=== TASK TO COMPLETE ===
Copy out all lines of the material below in which "usize" occurs.

=== EXTRACTED DATA ===
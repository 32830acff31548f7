use bytemuck::{Pod, Zeroable};
use glam::{Vec2, Vec3};

use crate::core::color::Color;

/// Vertex layout shared by sprites, text, shapes and meshes.
/// 36 bytes: position (3 floats), RGBA8 color, texcoord (2 floats), normal (3 floats).
#[repr(C)]
#[derive(Debug, Clone, Copy, Default, PartialEq, Pod, Zeroable)]
pub struct Vertex {
    pub position: [f32; 3],
    pub color: [u8; 4],
    pub tex_coords: [f32; 2],
    pub normal: [f32; 3],
}

impl Vertex {
    pub const STRIDE_BYTES: usize = std::mem::size_of::<Vertex>();

    pub fn new(position: Vec3, color: Color, tex_coords: Vec2, normal: Vec3) -> Self {
        Self {
            position: position.to_array(),
            color: color.to_array(),
            tex_coords: tex_coords.to_array(),
            normal: normal.to_array(),
        }
    }

    /// White, front-facing 2D vertex.
    pub fn sprite(position: Vec3, tex_coords: Vec2) -> Self {
        Self::new(position, Color::WHITE, tex_coords, Vec3::new(0.0, 0.0, -1.0))
    }

    pub fn position(&self) -> Vec3 {
        Vec3::from_array(self.position)
    }
}

#[cfg(test)]
mod tests {
    use super::*;

    #[test]
    fn stride_has_no_padding() {
        assert_eq!(Vertex::STRIDE_BYTES, 36);
    }

    #[test]
    fn casts_to_bytes() {
        let vertices = [Vertex::sprite(Vec3::ONE, Vec2::ZERO); 2];
        let bytes: &[u8] = bytemuck::cast_slice(&vertices);
        assert_eq!(bytes.len(), 72);
    }
}
//! Byte cursor for the line-oriented text formats (BMFont, OBJ, MTL).

use crate::error::TextError;

pub fn is_whitespace(c: u8) -> bool {
    c == b' ' || c == b'\t'
}

pub fn is_newline(c: u8) -> bool {
    c == b'\r' || c == b'\n'
}

pub fn is_control(c: u8) -> bool {
    c <= 0x1F
}

#[derive(Debug, Clone)]
pub struct Tokenizer<'a> {
    data: &'a [u8],
    pos: usize,
}

impl<'a> Tokenizer<'a> {
    pub fn new(data: &'a [u8]) -> Self {
        Self { data, pos: 0 }
    }

    pub fn is_at_end(&self) -> bool {
        self.pos >= self.data.len()
    }

    pub fn peek(&self) -> Option<u8> {
        self.data.get(self.pos).copied()
    }

    pub fn advance(&mut self) {
        if self.pos < self.data.len() {
            self.pos += 1;
        }
    }

    /// True at a newline or at the end of data.
    pub fn at_line_end(&self) -> bool {
        self.peek().map_or(true, is_newline)
    }

    pub fn skip_whitespace(&mut self) {
        while self.peek().is_some_and(is_whitespace) {
            self.pos += 1;
        }
    }

    /// Skip past the next newline (or to the end).
    pub fn skip_line(&mut self) {
        while let Some(c) = self.peek() {
            self.pos += 1;
            if is_newline(c) {
                break;
            }
        }
    }

    /// Consume `token` if it is next.
    pub fn parse_token(&mut self, token: u8) -> bool {
        if self.peek() == Some(token) {
            self.pos += 1;
            true
        } else {
            false
        }
    }

    pub fn expect_token(&mut self, token: u8) -> Result<(), TextError> {
        if self.parse_token(token) {
            Ok(())
        } else {
            Err(TextError::UnexpectedToken(char::from(token)))
        }
    }

    fn take_while(&mut self, mut accept: impl FnMut(u8) -> bool) -> &'a [u8] {
        let data = self.data;
        let start = self.pos;
        while self.peek().is_some_and(&mut accept) {
            self.pos += 1;
        }
        &data[start..self.pos]
    }

    fn to_str(bytes: &[u8]) -> Result<&str, TextError> {
        std::str::from_utf8(bytes).map_err(|_| TextError::InvalidString)
    }

    /// Maximal run of non-control, non-whitespace bytes.
    pub fn parse_word(&mut self) -> Result<&'a str, TextError> {
        let word = self.take_while(|c| !is_control(c) && !is_whitespace(c));
        if word.is_empty() {
            return Err(TextError::InvalidString);
        }
        Self::to_str(word)
    }

    /// A word that also stops at `=`, or a quoted string. Quotes are
    /// stripped; a quote only closes when followed by whitespace, a
    /// newline or the end of data.
    pub fn parse_key_or_quoted(&mut self) -> Result<&'a str, TextError> {
        if self.peek().is_none() {
            return Err(TextError::InvalidString);
        }

        if self.parse_token(b'"') {
            let data = self.data;
            let start = self.pos;
            loop {
                let Some(c) = self.peek() else {
                    return Err(TextError::UnterminatedString);
                };
                if c == b'"' {
                    let closes = data
                        .get(self.pos + 1)
                        .map_or(true, |&n| is_whitespace(n) || is_newline(n));
                    if closes {
                        let end = self.pos;
                        self.pos += 1;
                        return Self::to_str(&data[start..end]);
                    }
                }
                self.pos += 1;
            }
        }

        let word = self.take_while(|c| !is_control(c) && !is_whitespace(c) && c != b'=');
        if word.is_empty() {
            return Err(TextError::InvalidString);
        }
        Self::to_str(word)
    }

    /// Optional `-` followed by decimal digits.
    pub fn parse_i64(&mut self) -> Result<i64, TextError> {
        let start = self.pos;
        self.parse_token(b'-');
        let digits = self.take_while(|c| c.is_ascii_digit());
        if digits.is_empty() {
            return Err(TextError::InvalidInteger);
        }
        Self::to_str(&self.data[start..self.pos])?
            .parse()
            .map_err(|_| TextError::InvalidInteger)
    }

    pub fn parse_i32(&mut self) -> Result<i32, TextError> {
        i32::try_from(self.parse_i64()?).map_err(|_| TextError::InvalidInteger)
    }

    /// Optional sign, integer part, optional fraction, optional exponent.
    pub fn parse_f32(&mut self) -> Result<f32, TextError> {
        let start = self.pos;
        if !self.parse_token(b'-') {
            self.parse_token(b'+');
        }
        let mut digits = self.take_while(|c| c.is_ascii_digit()).len();
        if self.parse_token(b'.') {
            digits += self.take_while(|c| c.is_ascii_digit()).len();
        }
        if digits == 0 {
            return Err(TextError::InvalidFloat);
        }

        if matches!(self.peek(), Some(b'e' | b'E')) {
            self.pos += 1;
            if !self.parse_token(b'+') {
                self.parse_token(b'-');
            }
            if self.take_while(|c| c.is_ascii_digit()).is_empty() {
                return Err(TextError::InvalidExponent);
            }
        }

        Self::to_str(&self.data[start..self.pos])?
            .parse()
            .map_err(|_| TextError::InvalidFloat)
    }
}
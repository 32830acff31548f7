pub mod animator;
pub mod drawable;
pub mod mesh;
pub mod node;
pub mod shape;
pub mod sprite;
pub mod text;

pub use animator::{Animator, Easing, Parallel, Sequence, Tween, TweenLoop, TweenTarget};
pub use drawable::{DrawContext, Drawable};
pub use mesh::StaticMeshRenderer;
pub use node::{DrawableSlot, Node};
pub use shape::ShapeRenderer;
pub use sprite::{Sprite, SpriteEvent};
pub use text::TextRenderer;
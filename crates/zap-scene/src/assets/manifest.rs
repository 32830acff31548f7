use serde::{Deserialize, Serialize};

use super::asset::{Asset, AssetKind, LoadOptions};
use crate::error::LoadError;

/// Bundle manifest: a flat list of assets to load in order.
/// Loaded from a JSON file at runtime.
#[derive(Debug, Clone, Serialize, Deserialize)]
pub struct BundleManifest {
    pub assets: Vec<AssetDescriptor>,
}

/// One manifest entry.
#[derive(Debug, Clone, Serialize, Deserialize)]
pub struct AssetDescriptor {
    /// Path relative to the bundle's file system root.
    pub filename: String,
    /// Lookup name (default: the filename).
    #[serde(default)]
    pub name: Option<String>,
    /// Request mipmaps for textures; absent means the loading bundle's
    /// default.
    #[serde(default)]
    pub mipmaps: Option<bool>,
    /// `AssetKind` ordinal.
    #[serde(rename = "type")]
    pub kind: u32,
}

impl BundleManifest {
    /// Parse a manifest from a JSON string.
    pub fn from_json(json: &str) -> Result<Self, serde_json::Error> {
        serde_json::from_str(json)
    }

    pub fn from_slice(data: &[u8]) -> Result<Self, serde_json::Error> {
        serde_json::from_slice(data)
    }

    /// Resolve every entry into an [`Asset`], filling unset options from
    /// `defaults`. Fails on the first unknown kind.
    pub fn to_assets(&self, defaults: LoadOptions) -> Result<Vec<Asset>, LoadError> {
        self.assets
            .iter()
            .map(|d| {
                Ok(Asset {
                    kind: AssetKind::try_from(d.kind)?,
                    name: d.name.clone().unwrap_or_else(|| d.filename.clone()),
                    filename: d.filename.clone(),
                    options: LoadOptions {
                        mipmaps: d.mipmaps.unwrap_or(defaults.mipmaps),
                    },
                })
            })
            .collect()
    }
}

#[cfg(test)]
mod tests {
    use super::*;

    #[test]
    fn parse_manifest_with_defaults() {
        let json = r#"{
            "assets": [
                { "filename": "hero.png", "type": 4 },
                { "filename": "hero.json", "name": "hero", "mipmaps": false, "type": 7 }
            ]
        }"#;
        let manifest = BundleManifest::from_json(json).unwrap();
        let assets = manifest.to_assets(LoadOptions::default()).unwrap();
        assert_eq!(assets.len(), 2);
        assert_eq!(assets[0].name, "hero.png");
        assert_eq!(assets[0].kind, AssetKind::Image);
        assert!(assets[0].options.mipmaps);
        assert_eq!(assets[1].name, "hero");
        assert_eq!(assets[1].kind, AssetKind::Sprite);
        assert!(!assets[1].options.mipmaps);
    }

    #[test]
    fn unset_mipmaps_follow_the_defaults() {
        let json = r#"{
            "assets": [
                { "filename": "a.png", "type": 4 },
                { "filename": "b.png", "mipmaps": true, "type": 4 }
            ]
        }"#;
        let manifest = BundleManifest::from_json(json).unwrap();
        let assets = manifest.to_assets(LoadOptions { mipmaps: false }).unwrap();
        assert!(!assets[0].options.mipmaps);
        assert!(assets[1].options.mipmaps);
    }

    #[test]
    fn unknown_kind_fails() {
        let json = r#"{ "assets": [ { "filename": "x", "type": 42 } ] }"#;
        let manifest = BundleManifest::from_json(json).unwrap();
        assert!(matches!(
            manifest.to_assets(LoadOptions::default()),
            Err(LoadError::UnknownAssetKind(42))
        ));
    }

    #[test]
    fn missing_assets_array_is_an_error() {
        assert!(BundleManifest::from_json("{}").is_err());
    }
}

=== ANSWER SECTION ===
    pub const STRIDE_BYTES: usize = std::mem::size_of::<Vertex>();
    pos: usize,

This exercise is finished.